Extracted data entries:
%%
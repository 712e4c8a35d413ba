//! Open shifts and their matching lifecycle
//!
//! An open shift is an unassigned visit offered for matching. Only the
//! matching engine moves a shift through its lifecycle; every transition is
//! checked here and illegal moves surface as `InvalidTransition`.

use chrono::{DateTime, NaiveDate, NaiveTime, Utc};
use serde::{Deserialize, Serialize};
use std::collections::BTreeSet;

use crate::error::{MatchingError, MatchingResult};
use crate::ids::{
    BranchId, CaregiverId, ClientId, OpenShiftId, OrganizationId, ServiceTypeId, UserId, VisitId,
};

/// Matching lifecycle state of an open shift
///
/// `NEW → MATCHING → {MATCHED, NO_MATCH}`, `MATCHED → PROPOSED →
/// {ASSIGNED, MATCHED}`, `NO_MATCH → MATCHING` for re-attempts.
/// `ASSIGNED` is terminal.
#[derive(Debug, Clone, Copy, PartialEq, Eq, Hash, Serialize, Deserialize)]
#[serde(rename_all = "SCREAMING_SNAKE_CASE")]
pub enum MatchingStatus {
    /// Shift was created and has never been matched
    New,
    /// A matcher currently holds the shift
    Matching,
    /// Ranking finished with at least one eligible candidate
    Matched,
    /// Proposals are out to caregivers
    Proposed,
    /// A proposal was accepted and the visit is scheduled
    Assigned,
    /// Ranking finished with no eligible candidate
    NoMatch,
}

impl MatchingStatus {
    /// States a matcher may take hold of
    pub fn is_matchable(self) -> bool {
        matches!(
            self,
            MatchingStatus::New
                | MatchingStatus::NoMatch
                | MatchingStatus::Matched
                | MatchingStatus::Proposed
        )
    }

    /// Terminal states block further proposal creation
    pub fn is_terminal(self) -> bool {
        matches!(self, MatchingStatus::Assigned)
    }

    /// Wire/storage label, matching the serde encoding
    pub fn as_str(self) -> &'static str {
        match self {
            MatchingStatus::New => "NEW",
            MatchingStatus::Matching => "MATCHING",
            MatchingStatus::Matched => "MATCHED",
            MatchingStatus::Proposed => "PROPOSED",
            MatchingStatus::Assigned => "ASSIGNED",
            MatchingStatus::NoMatch => "NO_MATCH",
        }
    }
}

/// Scheduling priority of a shift
#[derive(Debug, Clone, Copy, PartialEq, Eq, PartialOrd, Ord, Hash, Serialize, Deserialize)]
#[serde(rename_all = "SCREAMING_SNAKE_CASE")]
pub enum ShiftPriority {
    Low,
    Normal,
    High,
    Critical,
}

impl Default for ShiftPriority {
    fn default() -> Self {
        ShiftPriority::Normal
    }
}

/// Client gender preference for the assigned caregiver
#[derive(Debug, Clone, Copy, PartialEq, Eq, Serialize, Deserialize)]
#[serde(rename_all = "SCREAMING_SNAKE_CASE")]
pub enum Gender {
    Female,
    Male,
    NonBinary,
}

/// An unassigned visit offered for matching
#[derive(Debug, Clone, Serialize, Deserialize)]
pub struct OpenShift {
    /// Unique shift identifier
    pub id: OpenShiftId,
    /// Owning visit; at most one live shift exists per visit
    pub visit_id: VisitId,
    /// Owning organization
    pub organization_id: OrganizationId,
    /// Branch the shift is matched within
    pub branch_id: BranchId,
    /// Client receiving care
    pub client_id: ClientId,

    /// Calendar date of the visit
    pub scheduled_date: NaiveDate,
    /// Local start time
    pub start_time: NaiveTime,
    /// Local end time
    pub end_time: NaiveTime,
    /// Visit length in minutes
    pub duration_minutes: i64,
    /// IANA timezone of the visit location
    pub timezone: String,

    /// Skills the caregiver must bring
    pub required_skills: BTreeSet<String>,
    /// Certifications the caregiver must hold
    pub required_certifications: BTreeSet<String>,
    /// Service type of the underlying visit
    pub service_type_id: ServiceTypeId,

    /// Caregivers the client prefers
    pub preferred_caregivers: BTreeSet<CaregiverId>,
    /// Caregivers the client has blocked; never offered this shift
    pub blocked_caregivers: BTreeSet<CaregiverId>,
    /// Client gender preference, if any
    pub gender_preference: Option<Gender>,
    /// Client language preference, if any
    pub language_preference: Option<String>,

    /// Street address of the visit
    pub address: Option<String>,
    /// Latitude, when geocoded
    pub latitude: Option<f64>,
    /// Longitude, when geocoded
    pub longitude: Option<f64>,

    /// Current lifecycle state
    pub matching_status: MatchingStatus,
    /// Number of match attempts run so far; monotone
    pub match_attempts: u32,
    /// Instant of the most recent match attempt
    pub last_matched_at: Option<DateTime<Utc>>,
    /// Scheduling priority
    pub priority: ShiftPriority,
    /// Urgent shifts are surfaced first to caregivers
    pub is_urgent: bool,
    /// Date the shift must be filled by
    pub fill_by_date: Option<NaiveDate>,
    /// Coordinator notes
    pub notes: Option<String>,

    /// Creation stamp
    pub created_at: DateTime<Utc>,
    /// Creating user
    pub created_by: Option<UserId>,
    /// Last update stamp
    pub updated_at: DateTime<Utc>,
    /// Last updating user
    pub updated_by: Option<UserId>,
    /// Soft-delete stamp; deleted rows are invisible to queries
    pub deleted_at: Option<DateTime<Utc>>,
    /// Soft-deleting user
    pub deleted_by: Option<UserId>,
    /// Optimistic concurrency version; bumped on every write
    pub version: u64,
}

impl OpenShift {
    /// Whether the row is visible to queries
    pub fn is_live(&self) -> bool {
        self.deleted_at.is_none()
    }

    /// Shift length in fractional hours
    pub fn duration_hours(&self) -> f64 {
        self.duration_minutes as f64 / 60.0
    }

    /// Whether the target status is reachable from the current one
    ///
    /// Besides the matcher loop edges, `PROPOSED` is reachable directly
    /// from `NEW`, `MATCHED`, and `NO_MATCH`: manual proposals and
    /// caregiver self-select emit offers without a ranking pass.
    pub fn can_transition_to(&self, to: MatchingStatus) -> bool {
        use MatchingStatus::*;
        match (self.matching_status, to) {
            (from, Matching) => from.is_matchable(),
            (Matching, Matched) | (Matching, NoMatch) => true,
            (New | Matched | NoMatch, Proposed) => true,
            (Proposed, Assigned) | (Proposed, Matched) => true,
            _ => false,
        }
    }

    /// Move to a new lifecycle state, stamping the update
    pub fn transition_to(
        &mut self,
        to: MatchingStatus,
        now: DateTime<Utc>,
    ) -> MatchingResult<()> {
        if !self.can_transition_to(to) {
            return Err(MatchingError::InvalidTransition {
                entity: "open shift",
                from: self.matching_status.as_str().to_string(),
                to: to.as_str().to_string(),
            });
        }
        self.matching_status = to;
        self.updated_at = now;
        self.version += 1;
        Ok(())
    }

    /// Force the shift back to a prior non-`MATCHING` state after a failed
    /// or cancelled attempt
    pub fn revert_to(&mut self, prior: MatchingStatus, now: DateTime<Utc>) {
        debug_assert_ne!(prior, MatchingStatus::Matching);
        self.matching_status = prior;
        self.updated_at = now;
        self.version += 1;
    }
}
%%
About this task |
Could you give every entry again, exactly as written?

Answer to this exercise |
repository 712e4c8a35d413ba
//! Open shifts and their matching lifecycle
//!
//! An open shift is an unassigned visit offered for matching. Only the
//! matching engine moves a shift through its lifecycle; every transition is
//! checked here and illegal moves surface as `InvalidTransition`.

use chrono::{DateTime, NaiveDate, NaiveTime, Utc};
use serde::{Deserialize, Serialize};
use std::collections::BTreeSet;

use crate::error::{MatchingError, MatchingResult};
use crate::ids::{
    BranchId, CaregiverId, ClientId, OpenShiftId, OrganizationId, ServiceTypeId, UserId, VisitId,
};

/// Matching lifecycle state of an open shift
///
/// `NEW → MATCHING → {MATCHED, NO_MATCH}`, `MATCHED → PROPOSED →
/// {ASSIGNED, MATCHED}`, `NO_MATCH → MATCHING` for re-attempts.
/// `ASSIGNED` is terminal.
#[derive(Debug, Clone, Copy, PartialEq, Eq, Hash, Serialize, Deserialize)]
#[serde(rename_all = "SCREAMING_SNAKE_CASE")]
pub enum MatchingStatus {
    /// Shift was created and has never been matched
    New,
    /// A matcher currently holds the shift
    Matching,
    /// Ranking finished with at least one eligible candidate
    Matched,
    /// Proposals are out to caregivers
    Proposed,
    /// A proposal was accepted and the visit is scheduled
    Assigned,
    /// Ranking finished with no eligible candidate
    NoMatch,
}

impl MatchingStatus {
    /// States a matcher may take hold of
    pub fn is_matchable(self) -> bool {
        matches!(
            self,
            MatchingStatus::New
                | MatchingStatus::NoMatch
                | MatchingStatus::Matched
                | MatchingStatus::Proposed
        )
    }

    /// Terminal states block further proposal creation
    pub fn is_terminal(self) -> bool {
        matches!(self, MatchingStatus::Assigned)
    }

    /// Wire/storage label, matching the serde encoding
    pub fn as_str(self) -> &'static str {
        match self {
            MatchingStatus::New => "NEW",
            MatchingStatus::Matching => "MATCHING",
            MatchingStatus::Matched => "MATCHED",
            MatchingStatus::Proposed => "PROPOSED",
            MatchingStatus::Assigned => "ASSIGNED",
            MatchingStatus::NoMatch => "NO_MATCH",
        }
    }
}

/// Scheduling priority of a shift
#[derive(Debug, Clone, Copy, PartialEq, Eq, PartialOrd, Ord, Hash, Serialize, Deserialize)]
#[serde(rename_all = "SCREAMING_SNAKE_CASE")]
pub enum ShiftPriority {
    Low,
    Normal,
    High,
    Critical,
}

impl Default for ShiftPriority {
    fn default() -> Self {
        ShiftPriority::Normal
    }
}

/// Client gender preference for the assigned caregiver
#[derive(Debug, Clone, Copy, PartialEq, Eq, Serialize, Deserialize)]
#[serde(rename_all = "SCREAMING_SNAKE_CASE")]
pub enum Gender {
    Female,
    Male,
    NonBinary,
}

/// An unassigned visit offered for matching
#[derive(Debug, Clone, Serialize, Deserialize)]
pub struct OpenShift {
    /// Unique shift identifier
    pub id: OpenShiftId,
    /// Owning visit; at most one live shift exists per visit
    pub visit_id: VisitId,
    /// Owning organization
    pub organization_id: OrganizationId,
    /// Branch the shift is matched within
    pub branch_id: BranchId,
    /// Client receiving care
    pub client_id: ClientId,

    /// Calendar date of the visit
    pub scheduled_date: NaiveDate,
    /// Local start time
    pub start_time: NaiveTime,
    /// Local end time
    pub end_time: NaiveTime,
    /// Visit length in minutes
    pub duration_minutes: i64,
    /// IANA timezone of the visit location
    pub timezone: String,

    /// Skills the caregiver must bring
    pub required_skills: BTreeSet<String>,
    /// Certifications the caregiver must hold
    pub required_certifications: BTreeSet<String>,
    /// Service type of the underlying visit
    pub service_type_id: ServiceTypeId,

    /// Caregivers the client prefers
    pub preferred_caregivers: BTreeSet<CaregiverId>,
    /// Caregivers the client has blocked; never offered this shift
    pub blocked_caregivers: BTreeSet<CaregiverId>,
    /// Client gender preference, if any
    pub gender_preference: Option<Gender>,
    /// Client language preference, if any
    pub language_preference: Option<String>,

    /// Street address of the visit
    pub address: Option<String>,
    /// Latitude, when geocoded
    pub latitude: Option<f64>,
    /// Longitude, when geocoded
    pub longitude: Option<f64>,

    /// Current lifecycle state
    pub matching_status: MatchingStatus,
    /// Number of match attempts run so far; monotone
    pub match_attempts: u32,
    /// Instant of the most recent match attempt
    pub last_matched_at: Option<DateTime<Utc>>,
    /// Scheduling priority
    pub priority: ShiftPriority,
    /// Urgent shifts are surfaced first to caregivers
    pub is_urgent: bool,
    /// Date the shift must be filled by
    pub fill_by_date: Option<NaiveDate>,
    /// Coordinator notes
    pub notes: Option<String>,

    /// Creation stamp
    pub created_at: DateTime<Utc>,
    /// Creating user
    pub created_by: Option<UserId>,
    /// Last update stamp
    pub updated_at: DateTime<Utc>,
    /// Last updating user
    pub updated_by: Option<UserId>,
    /// Soft-delete stamp; deleted rows are invisible to queries
    pub deleted_at: Option<DateTime<Utc>>,
    /// Soft-deleting user
    pub deleted_by: Option<UserId>,
    /// Optimistic concurrency version; bumped on every write
    pub version: u64,
}

impl OpenShift {
    /// Whether the row is visible to queries
    pub fn is_live(&self) -> bool {
        self.deleted_at.is_none()
    }

    /// Shift length in fractional hours
    pub fn duration_hours(&self) -> f64 {
        self.duration_minutes as f64 / 60.0
    }

    /// Whether the target status is reachable from the current one
    ///
    /// Besides the matcher loop edges, `PROPOSED` is reachable directly
    /// from `NEW`, `MATCHED`, and `NO_MATCH`: manual proposals and
    /// caregiver self-select emit offers without a ranking pass.
    pub fn can_transition_to(&self, to: MatchingStatus) -> bool {
        use MatchingStatus::*;
        match (self.matching_status, to) {
            (from, Matching) => from.is_matchable(),
            (Matching, Matched) | (Matching, NoMatch) => true,
            (New | Matched | NoMatch, Proposed) => true,
            (Proposed, Assigned) | (Proposed, Matched) => true,
            _ => false,
        }
    }

    /// Move to a new lifecycle state, stamping the update
    pub fn transition_to(
        &mut self,
        to: MatchingStatus,
        now: DateTime<Utc>,
    ) -> MatchingResult<()> {
        if !self.can_transition_to(to) {
            return Err(MatchingError::InvalidTransition {
                entity: "open shift",
                from: self.matching_status.as_str().to_string(),
                to: to.as_str().to_string(),
            });
        }
        self.matching_status = to;
        self.updated_at = now;
        self.version += 1;
        Ok(())
    }

    /// Force the shift back to a prior non-`MATCHING` state after a failed
    /// or cancelled attempt
    pub fn revert_to(&mut self, prior: MatchingStatus, now: DateTime<Utc>) {
        debug_assert_ne!(prior, MatchingStatus::Matching);
        self.matching_status = prior;
        self.updated_at = now;
        self.version += 1;
    }
}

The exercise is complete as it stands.